The Internet Archive is back online
336 points
2 days ago
| 15 comments
| arstechnica.com
| HN
LetsGetTechnicl
2 days ago
[-]
There have been so many instances since it's been down that I tried to access IA resources and realized they were unavailable. I'm still bitter that of all the targets a hacker could've chose, it was the IA. Couldn't have happened to a better website. I plan on upping my monthly donation as soon as I can.
reply
krunck
2 days ago
[-]
What makes you think the "hacker" was just a person looking for an easy target? More likely that this was a targeted attack by those that don't like IA.
reply
karlzt
2 days ago
[-]
>> by those that don't like IA.

Or perhaps it was to make IA better.

reply
Alifatisk
2 days ago
[-]
Hope these hackers receive lots of negative reactions from their peers and people around them.
reply
7402
2 days ago
[-]
Some source information about the group that has claimed responsibility:

"A group known as SN_Blackmeta claimed responsibility for the attack, with a confusing antisemitic message that the archive “belongs to the USA” as if it were a government project."

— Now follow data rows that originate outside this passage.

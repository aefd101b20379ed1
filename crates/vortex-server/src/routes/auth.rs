//! Authentication endpoints.

use axum::Json;
use axum::extract::State;
use serde::{Deserialize, Serialize};
use serde_json::json;

use vortex_domain::error::Error;

use crate::error::{ApiError, ApiResult};
use crate::state::AppState;

#[derive(Deserialize)]
pub struct LoginRequest {
    pub username: String,
    pub password: String,
}

#[derive(Serialize)]
pub struct TokenResponse {
    pub access_token: String,
    pub token_type: String,
}

/// `POST /auth/login`
pub async fn login(
    State(state): State<AppState>,
    Json(body): Json<LoginRequest>,
) -> ApiResult<Json<TokenResponse>> {
    let user = state
        .users
        .authenticate(&body.username, &body.password)
        .await
        .map_err(ApiError)?;

    let Some(user) = user else {
        state
            .audit
            .log_event("user_login_failed", json!({"username": body.username}))
            .await;
        return Err(ApiError(Error::unauthorized(
            "invalid username or password",
        )));
    };

    let token = state
        .tokens
        .issue(&user.username, user.role, None)
        .map_err(ApiError)?;

    state
        .audit
        .log_event(
            "user_login_success",
            json!({"username": user.username, "role": user.role.as_str()}),
        )
        .await;

    Ok(Json(TokenResponse {
        access_token: token,
        token_type: "bearer".to_owned(),
    }))
}
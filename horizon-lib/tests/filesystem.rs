//! File-system operations against the simulator

mod common;

use common::*;
use horizon_lib::sim::STATUS_NOT_FOUND;

fn contents(len: usize) -> Vec<u8> {
    (0..len).map(|i| (i * 7 % 251) as u8).collect()
}

#[tokio::test]
async fn test_list_dir() {
    let (device, horizon) = connect(SimOptions::default()).await;
    device.insert_file("/lines/a.bin", vec![0; 3]);
    device.insert_file("/config.bin", vec![0; 68]);

    let root = horizon.list_dir("/").await.unwrap();
    assert_eq!(root.len(), 2);
    assert_eq!(root[0].name, "lines");
    assert!(root[0].is_dir());
    assert_eq!(root[1].name, "config.bin");
    assert_eq!(root[1].size, 68);

    assert_eq!(
        horizon.list_dir("/nope").await,
        Err(LinkError::DeviceStatus {
            command: Command::FileListResponse,
            status: STATUS_NOT_FOUND
        })
    );
}

#[tokio::test]
async fn test_file_info() {
    let (device, horizon) = connect(SimOptions::default()).await;
    device.insert_file("/poi/alps.bin", contents(1000));
    let info = horizon.file_info("/poi/alps.bin").await.unwrap();
    assert!(info.exists());
    assert_eq!(info.size, Some(1000));

    let missing = horizon.file_info("/poi/none.bin").await.unwrap();
    assert_eq!(missing.status, STATUS_NOT_FOUND);
    assert_eq!(missing.size, None);
}

#[tokio::test]
async fn test_download_multi_chunk() {
    let (device, horizon) = connect(SimOptions {
        fragment_size: Some(64),
        ..SimOptions::default()
    })
    .await;
    let data = contents(1234);
    device.insert_file("/big.bin", data.clone());
    assert_eq!(horizon.download_file("/big.bin").await.unwrap(), data);

    // info, then 480 + 480 + 274
    let reads = device
        .commands()
        .iter()
        .filter(|c| **c == Command::FileReadRequest)
        .count();
    assert_eq!(reads, 3);
}

#[tokio::test]
async fn test_download_missing_file() {
    let (device, horizon) = connect(SimOptions::default()).await;
    assert_eq!(
        horizon.download_file("/missing").await,
        Err(LinkError::DeviceStatus {
            command: Command::FileInfoResponse,
            status: STATUS_NOT_FOUND
        })
    );
    assert!(!device.commands().contains(&Command::FileReadRequest));
}

#[tokio::test]
async fn test_download_empty_file() {
    let (device, horizon) = connect(SimOptions::default()).await;
    device.insert_file("/empty", Vec::new());
    assert!(horizon.download_file("/empty").await.unwrap().is_empty());
}

#[tokio::test]
async fn test_upload_then_download() {
    let (device, horizon) = connect(SimOptions::default()).await;
    let data = contents(700);
    horizon.upload_file("/up.bin", &data).await.unwrap();
    assert_eq!(device.file("/up.bin"), Some(data.clone()));
    let writes = device
        .commands()
        .iter()
        .filter(|c| **c == Command::FileWriteRequest)
        .count();
    assert_eq!(writes, 3);
    assert_eq!(horizon.download_file("/up.bin").await.unwrap(), data);
}

#[tokio::test]
async fn test_upload_empty_file_sends_one_chunk() {
    let (device, horizon) = connect(SimOptions::default()).await;
    horizon.upload_file("/empty.bin", &[]).await.unwrap();
    assert_eq!(device.file("/empty.bin"), Some(Vec::new()));
}

#[tokio::test]
async fn test_upload_times_out_when_device_silent() {
    let (device, horizon) = connect(SimOptions::default()).await;
    device.silence(Command::FileWriteRequest);
    assert_eq!(
        horizon.upload_file("/x", &contents(600)).await,
        Err(LinkError::Timeout)
    );
    // aborted after the first chunk
    assert_eq!(device.file("/x").map(|f| f.len()), Some(256));
}

#[tokio::test]
async fn test_delete_file() {
    let (device, horizon) = connect(SimOptions::default()).await;
    device.insert_file("/old.bin", vec![1]);
    horizon.delete_file("/old.bin").await.unwrap();
    assert_eq!(device.file("/old.bin"), None);
    assert_eq!(
        horizon.delete_file("/old.bin").await,
        Err(LinkError::DeviceStatus {
            command: Command::FileDeleteResponse,
            status: STATUS_NOT_FOUND
        })
    );
}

https://9to5mac.com/2024/10/15/internet-archive-data-breach-...

"Internet Archive Cyber Attacked by Pro-Palestinian Hackers"

https://www.cybersecurityintelligence.com/blog/internet-arch...

"Anti-Israel hacker group hacks 'Internet Archive', exposing 31 million users"

https://www.ynetnews.com/business/article/bkird2rjke

reply
cable2600
1 day ago
[-]
Maybe they have in the web archive some webpages that were saved that they don't like?
reply
Smithalicious
1 day ago
[-]
Can I say "false flag"?
reply
olalonde
1 day ago
[-]
Unpopular opinion: I suspect many "hacktivists" are driven primarily by the challenge/thrill of hacking, with the cause being more of an afterthought to appease their conscience.
reply
sandwichmonger
1 day ago
[-]
I see no reason to believe this is a false flag. If there's no evidence for it, why should we believe it to be so?
reply
cartoonworld
1 day ago
[-]
Attribution is not super easy. But here's what IA says: (tl;dr false flag)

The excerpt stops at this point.